Saved data entries

+++

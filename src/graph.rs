//! Graph Relations (spec.md §4.3): `see`, `strongly_see`, the BFS used by
//! `strongly_see`, and `findWitnessesOfARound`.
//!
//! `see` is specified recursively but implemented as an explicit worklist
//! over a memoization cache (spec.md §9 "Recursion in `see`": the
//! recursive formulation can blow the stack on deep DAGs).
use std::collections::{HashMap, HashSet, VecDeque};

use crate::address::{supermajority, Address};
use crate::event::Signature;
use crate::store::Store;

impl Store {
    /// `see(x, y)`: x can reach y through parent edges, with the
    /// author-based shortcut and witness same-round exclusion of spec.md
    /// §4.3.
    pub fn see(&mut self, x: Signature, y: Signature) -> bool {
        if let Some(&cached) = self.see_cache.get(&(x, y)) {
            return cached;
        }

        let mut stack = vec![(x, y)];
        while let Some(&(cx, cy)) = stack.last() {
            if self.see_cache.contains_key(&(cx, cy)) {
                stack.pop();
                continue;
            }

            let (ex_owner, ex_round, ex_witness, ex_initial, ex_sp, ex_op) = {
                let ex = self.get(&cx).expect("see: x not in store");
                (
                    ex.owner.clone(),
                    ex.round,
                    ex.is_witness,
                    ex.is_initial(),
                    ex.self_parent,
                    ex.other_parent,
                )
            };
            let (ey_owner, ey_round) = {
                let ey = self.get(&cy).expect("see: y not in store");
                (ey.owner.clone(), ey.round)
            };

            if cx == cy {
                self.see_cache.insert((cx, cy), true);
                stack.pop();
                continue;
            }
            if ex_owner == ey_owner && ex_round > ey_round {
                self.see_cache.insert((cx, cy), true);
                stack.pop();
                continue;
            }
            if ex_round < ey_round || ex_initial || (ex_witness && ex_round == ey_round) {
                self.see_cache.insert((cx, cy), false);
                stack.pop();
                continue;
            }

            let sp_ready = ex_sp.map_or(true, |s| self.see_cache.contains_key(&(s, cy)));
            let op_ready = ex_op.map_or(true, |s| self.see_cache.contains_key(&(s, cy)));

            if sp_ready && op_ready {
                let sp_sees = ex_sp.map_or(false, |s| self.see_cache[&(s, cy)]);
                let op_sees = ex_op.map_or(false, |s| self.see_cache[&(s, cy)]);
                self.see_cache.insert((cx, cy), sp_sees || op_sees);
                stack.pop();
            } else {
                if let (Some(s), false) = (ex_sp, sp_ready) {
                    stack.push((s, cy));
                }
                if let (Some(s), false) = (ex_op, op_ready) {
                    stack.push((s, cy));
                }
            }
        }
        self.see_cache[&(x, y)]
    }

    /// `getLatestAncestorFromAllNodes(e, minRound)`: BFS from `e` through
    /// both parent edges, expanding only nodes whose round is at least
    /// `min_round`, recording the most recent event visited per author.
    pub fn latest_ancestor_from_all_nodes(
        &mut self,
        e: Signature,
        min_round: u64,
    ) -> HashMap<Address, Signature> {
        let mut latest: HashMap<Address, Signature> = HashMap::new();
        let mut visited = HashSet::new();
        let mut queue = VecDeque::new();
        queue.push_back(e);
        visited.insert(e);

        while let Some(cur) = queue.pop_front() {
            let (round, owner, self_parent, other_parent) = {
                let ev = self
                    .get(&cur)
                    .expect("latest_ancestor_from_all_nodes: missing event");
                (ev.round, ev.owner.clone(), ev.self_parent, ev.other_parent)
            };

            // Rounds are non-decreasing along parent edges, so once a
            // node falls below min_round every ancestor of it does too:
            // stop expanding this branch.
            if round < min_round {
                continue;
            }

            let replace = match latest.get(&owner) {
                None => true,
                Some(&incumbent) if incumbent == cur => false,
                Some(&incumbent) => {
                    let incumbent_round = self
                        .get(&incumbent)
                        .expect("latest_ancestor_from_all_nodes: missing incumbent")
                        .round;
                    if round != incumbent_round {
                        round > incumbent_round
                    } else {
                        self.see(cur, incumbent)
                    }
                }
            };
            if replace {
                latest.insert(owner, cur);
            }

            for parent in [self_parent, other_parent].into_iter().flatten() {
                if visited.insert(*parent) {
                    queue.push_back(*parent);
                }
            }
        }

        latest
    }

    /// `stronglySee(x, y)`: the latest ancestors of `x` from every author,
    /// taken no earlier than `y`'s round, include a supermajority that see
    /// `y`.
    pub fn strongly_see(&mut self, x: Signature, y: Signature) -> bool {
        let min_round = self.get(&y).expect("strongly_see: y not in store").round;
        let ancestors = self.latest_ancestor_from_all_nodes(x, min_round);
        let population = self.population();
        let count = ancestors.values().filter(|&&a| self.see(a, y)).count();
        supermajority(count, population)
    }
}

#[cfg(test)]
mod tests {
    use super::*;
    use crate::event::Event;
    use std::time::SystemTime;

    fn addr(n: u16) -> Address {
        Address::new(format!("127.0.0.1:{}", 9000 + n))
    }

    fn child(owner: Address, self_parent: Signature, other_parent: Option<Signature>) -> Event {
        Event {
            owner,
            signature: Signature::generate(),
            self_parent: Some(self_parent),
            other_parent,
            timestamp: SystemTime::now(),
            transactions: Vec::new(),
            round: 1,
            is_witness: false,
            is_famous: false,
            is_fame_decided: false,
            round_received: None,
            consensus_timestamp: None,
            latency: None,
        }
    }

    #[test]
    fn own_later_event_sees_own_earlier_event() {
        let mut store = Store::default();
        let a1 = Event::initial(addr(0), SystemTime::now());
        let a1_sig = a1.signature;
        store.append(a1).unwrap();
        let a2 = child(addr(0), a1_sig, None);
        let a2_sig = a2.signature;
        store.append(a2).unwrap();

        assert!(store.see(a2_sig, a1_sig));
        assert!(!store.see(a1_sig, a2_sig));
    }

    #[test]
    fn event_sees_itself_is_true_by_equality() {
        let mut store = Store::default();
        let a1 = Event::initial(addr(0), SystemTime::now());
        let sig = a1.signature;
        store.append(a1).unwrap();
        assert!(store.see(sig, sig));
    }

    #[test]
    fn other_parent_linked_event_sees_both_parents() {
        let mut store = Store::default();
        let a1 = Event::initial(addr(0), SystemTime::now());
        let a1_sig = a1.signature;
        store.append(a1).unwrap();
        let b1 = Event::initial(addr(1), SystemTime::now());
        let b1_sig = b1.signature;
        store.append(b1).unwrap();
        let b2 = child(addr(1), b1_sig, Some(a1_sig));
        let b2_sig = b2.signature;
        store.append(b2).unwrap();

        assert!(store.see(b2_sig, a1_sig));
        assert!(store.see(b2_sig, b1_sig));
    }

    #[test]
    fn memoized_see_matches_fresh_computation() {
        let mut store = Store::default();
        let a1 = Event::initial(addr(0), SystemTime::now());
        let a1_sig = a1.signature;
        store.append(a1).unwrap();
        let b1 = Event::initial(addr(1), SystemTime::now());
        let b1_sig = b1.signature;
        store.append(b1).unwrap();
        let b2 = child(addr(1), b1_sig, Some(a1_sig));
        let b2_sig = b2.signature;
        store.append(b2).unwrap();

        let first = store.see(b2_sig, a1_sig);
        assert!(store.see_cache.contains_key(&(b2_sig, a1_sig)));
        let second = store.see(b2_sig, a1_sig);
        assert_eq!(first, second);
    }

    #[test]
    fn strongly_see_requires_supermajority_of_authors() {
        // Four authors, each seeds a round-1 witness chained through the
        // previous author's event; the final event's ancestor-per-author
        // set should include all four and strongly see the first.
        let mut store = Store::default();
        let a = Event::initial(addr(0), SystemTime::now());
        let a_sig = a.signature;
        store.append(a).unwrap();
        let b = Event::initial(addr(1), SystemTime::now());
        let b_sig = b.signature;
        store.append(b).unwrap();
        let c = Event::initial(addr(2), SystemTime::now());
        let c_sig = c.signature;
        store.append(c).unwrap();
        let d = Event::initial(addr(3), SystemTime::now());
        let d_sig = d.signature;
        store.append(d).unwrap();

        let b2 = child(addr(1), b_sig, Some(a_sig));
        let b2_sig = b2.signature;
        store.append(b2).unwrap();
        let c2 = child(addr(2), c_sig, Some(b2_sig));
        let c2_sig = c2.signature;
        store.append(c2).unwrap();
        let d2 = child(addr(3), d_sig, Some(c2_sig));
        let d2_sig = d2.signature;
        store.append(d2).unwrap();

        assert!(store.strongly_see(d2_sig, a_sig));
    }
}
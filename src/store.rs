//! The Event Store (spec.md §4.1): the local DAG, per-author ordered
//! sequences, a signature-indexed lookup, a per-round witness index, and
//! the progress cursors and transaction buffer.
use std::collections::HashMap;
use std::time::SystemTime;

use crate::address::Address;
use crate::error::Error;
use crate::event::{Event, Signature, Transaction};

/// Holds the local DAG and everything the Graph Relations and Consensus
/// Kernel need to operate on it. Owned behind a single
/// `std::sync::RwLock` by `Node` (spec.md §5); every lookup here yields a
/// shared read-only handle, per spec.md §3 "Ownership & lifecycle".
#[derive(Debug, Default)]
pub struct Store {
    /// `Hashgraph[author]`: each author's events in creation order.
    hashgraph: HashMap<Address, Vec<Signature>>,
    /// Signature-indexed lookup of every event in the store.
    events: HashMap<Signature, Event>,
    /// `Witnesses[author][round]`.
    witnesses: HashMap<Address, HashMap<u64, Signature>>,
    /// `FirstRoundOfFameUndecided[author]`, monotonically non-decreasing.
    first_round_of_fame_undecided: HashMap<Address, u64>,
    /// `FirstEventOfNotConsensusIndex[author]`, an index into
    /// `hashgraph[author]`, monotonically non-decreasing.
    first_event_of_not_consensus_index: HashMap<Address, usize>,
    /// The append-only total order, as signatures in decided order.
    consensus_order: Vec<Signature>,
    /// The author's buffered, not-yet-flushed transactions.
    transaction_buffer: Vec<Transaction>,
    /// `see` memoization cache (spec.md §4.3). Never invalidated: once an
    /// event's round/witness flags are set they never change, so a cached
    /// `see` result is valid forever.
    pub(crate) see_cache: HashMap<(Signature, Signature), bool>,
}

impl Store {
    /// Creates an empty store and immediately seeds it with the local
    /// node's own initial event (spec.md §4.1 "Initial setup").
    pub fn new(roster: impl Iterator<Item = Address>, local: &Address, now: SystemTime) -> Self {
        let mut store = Self::default();
        for addr in roster {
            store.hashgraph.entry(addr.clone()).or_default();
            store.witnesses.entry(addr).or_default();
        }
        let initial = Event::initial(local.clone(), now);
        store
            .append(initial)
            .expect("seeding the local initial event cannot fail");
        store
    }

    /// Appends `event`, validating invariants 1–4 of spec.md §3.
    ///
    /// Duplicates are rejected with `Error::DuplicateSignature`; the
    /// caller (the sync handler) treats this as a no-op, per spec.md §7
    /// "Duplicate event on append". Missing parents are rejected with
    /// `Error::ParentMissing`; the caller drops the event silently and
    /// relies on a later sync to resupply it (spec.md §7). A self-parent
    /// owned by another author, a self-reference, or a round regression
    /// against either parent is rejected with `Error::StructuralViolation`
    /// (spec.md §7: "indicates a bug or a Byzantine peer").
    pub fn append(&mut self, event: Event) -> Result<(), Error> {
        if self.events.contains_key(&event.signature) {
            return Err(Error::DuplicateSignature);
        }
        if event.self_parent == Some(event.signature) || event.other_parent == Some(event.signature) {
            return Err(Error::StructuralViolation(
                "event references itself as a parent".into(),
            ));
        }
        if let Some(sig) = event.self_parent {
            let parent = self
                .events
                .get(&sig)
                .ok_or_else(|| Error::ParentMissing(sig.to_string()))?;
            if parent.owner != event.owner {
                return Err(Error::StructuralViolation(
                    "self-parent owned by another author".into(),
                ));
            }
            if event.round < parent.round {
                return Err(Error::StructuralViolation(
                    "round regression against self-parent".into(),
                ));
            }
        }
        if let Some(sig) = event.other_parent {
            let parent = self
                .events
                .get(&sig)
                .ok_or_else(|| Error::ParentMissing(sig.to_string()))?;
            if event.round < parent.round {
                return Err(Error::StructuralViolation(
                    "round regression against other-parent".into(),
                ));
            }
        }

        let author = event.owner.clone();
        let sig = event.signature;
        let round = event.round;
        let is_witness = event.is_witness;

        self.hashgraph.entry(author.clone()).or_default().push(sig);
        if is_witness {
            self.witnesses.entry(author).or_default().insert(round, sig);
        }
        self.events.insert(sig, event);
        Ok(())
    }

    /// `getBySig`.
    pub fn get(&self, sig: &Signature) -> Option<&Event> {
        self.events.get(sig)
    }

    /// Mutable lookup, used only by the Consensus Kernel to set the
    /// consensus-derived fields under the write lock.
    pub(crate) fn get_mut(&mut self, sig: &Signature) -> Option<&mut Event> {
        self.events.get_mut(sig)
    }

    /// `witnessAt(author, round)`.
    pub fn witness_at(&self, author: &Address, round: u64) -> Option<&Event> {
        let sig = self.witnesses.get(author)?.get(&round)?;
        self.events.get(sig)
    }

    /// `findWitnessesOfARound(r)`: the witness of each author for round
    /// `r`, where present. An author may transiently lack a witness for
    /// `r` (spec.md §4.3); absent authors are simply omitted.
    pub fn witnesses_of_round(&self, round: u64) -> Vec<&Event> {
        self.witnesses
            .values()
            .filter_map(|by_round| by_round.get(&round))
            .filter_map(|sig| self.events.get(sig))
            .collect()
    }

    /// `hashgraphLengths()`: number of events known per author.
    pub fn hashgraph_lengths(&self) -> HashMap<Address, usize> {
        self.hashgraph
            .iter()
            .map(|(addr, events)| (addr.clone(), events.len()))
            .collect()
    }

    /// The tail (most recently created) event of `author`, if any.
    pub fn tail(&self, author: &Address) -> Option<&Event> {
        let sig = self.hashgraph.get(author)?.last()?;
        self.events.get(sig)
    }

    /// The ordered sequence of signatures created by `author`.
    pub fn sequence(&self, author: &Address) -> &[Signature] {
        self.hashgraph
            .get(author)
            .map(Vec::as_slice)
            .unwrap_or(&[])
    }

    /// The last `n` events created by `author`, in sequence order, for
    /// packaging into a `SyncAllEvents` payload (spec.md §4.2 step 3).
    pub fn tail_events(&self, author: &Address, n: usize) -> Vec<Event> {
        let seq = self.sequence(author);
        let start = seq.len().saturating_sub(n);
        seq[start..]
            .iter()
            .filter_map(|sig| self.events.get(sig))
            .cloned()
            .collect()
    }

    /// All known authors (the roster as seen by this store).
    pub fn authors(&self) -> impl Iterator<Item = &Address> {
        self.hashgraph.keys()
    }

    /// `N`, the fixed population size (spec.md §3 "Roster").
    pub fn population(&self) -> usize {
        self.hashgraph.len()
    }

    /// The highest round any witness currently exists at, or 0 if none.
    pub fn max_witness_round(&self) -> u64 {
        self.witnesses
            .values()
            .flat_map(|by_round| by_round.keys())
            .copied()
            .max()
            .unwrap_or(0)
    }

    /// `FirstRoundOfFameUndecided[author]`, defaulting to 1 for an author
    /// with no decided witnesses yet.
    pub fn first_round_of_fame_undecided(&self, author: &Address) -> u64 {
        self.first_round_of_fame_undecided
            .get(author)
            .copied()
            .unwrap_or(1)
    }

    /// Advances `FirstRoundOfFameUndecided[author]`, enforcing spec.md §3
    /// invariant 7 (monotonically non-decreasing).
    pub(crate) fn advance_first_round_of_fame_undecided(&mut self, author: &Address, round: u64) {
        let entry = self
            .first_round_of_fame_undecided
            .entry(author.clone())
            .or_insert(1);
        if round > *entry {
            *entry = round;
        }
    }

    /// `FirstEventOfNotConsensusIndex[author]`.
    pub fn first_event_of_not_consensus_index(&self, author: &Address) -> usize {
        self.first_event_of_not_consensus_index
            .get(author)
            .copied()
            .unwrap_or(0)
    }

    pub(crate) fn advance_first_event_of_not_consensus_index(
        &mut self,
        author: &Address,
        index: usize,
    ) {
        let entry = self
            .first_event_of_not_consensus_index
            .entry(author.clone())
            .or_insert(0);
        if index > *entry {
            *entry = index;
        }
    }

    /// Events of `author` not yet assigned a `round_received`, in
    /// creation order.
    pub(crate) fn not_yet_consensus(&self, author: &Address) -> Vec<Signature> {
        let start = self.first_event_of_not_consensus_index(author);
        self.sequence(author)[start..].to_vec()
    }

    /// The decided total order so far, oldest first (spec.md §4.4 "Total
    /// order").
    pub fn consensus_order(&self) -> &[Signature] {
        &self.consensus_order
    }

    pub(crate) fn push_consensus(&mut self, sig: Signature) {
        self.consensus_order.push(sig);
    }

    /// Re-sorts the tail of the consensus list that shares a
    /// `round_received` with `from`, by the composite key
    /// `(round_received, consensus_timestamp, signature)` (spec.md §4.4
    /// "Total order").
    pub(crate) fn resort_from(&mut self, from: usize) {
        let events = &self.events;
        self.consensus_order[from..].sort_by(|a, b| {
            let ea = &events[a];
            let eb = &events[b];
            ea.round_received
                .cmp(&eb.round_received)
                .then(ea.consensus_timestamp.cmp(&eb.consensus_timestamp))
                .then(a.cmp(b))
        });
    }

    /// Appends a transaction to the local buffer. Callers must already
    /// hold the write lock (spec.md §9 "Transaction buffer ownership").
    pub fn submit_transaction(&mut self, sender: Address, receiver: Address, amount: u64) {
        self.transaction_buffer.push(Transaction {
            sender,
            receiver,
            amount,
        });
    }

    /// Drains the transaction buffer, for flushing into a new self-event.
    pub(crate) fn drain_transactions(&mut self) -> Vec<Transaction> {
        std::mem::take(&mut self.transaction_buffer)
    }
}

+++

## Problem
Every line that holds the string "bool" must be copied from the records above.

## Solution for this exercise
    pub fn see(&mut self, x: Signature, y: Signature) -> bool {
    pub fn strongly_see(&mut self, x: Signature, y: Signature) -> bool {
    pub(crate) see_cache: HashMap<(Signature, Signature), bool>,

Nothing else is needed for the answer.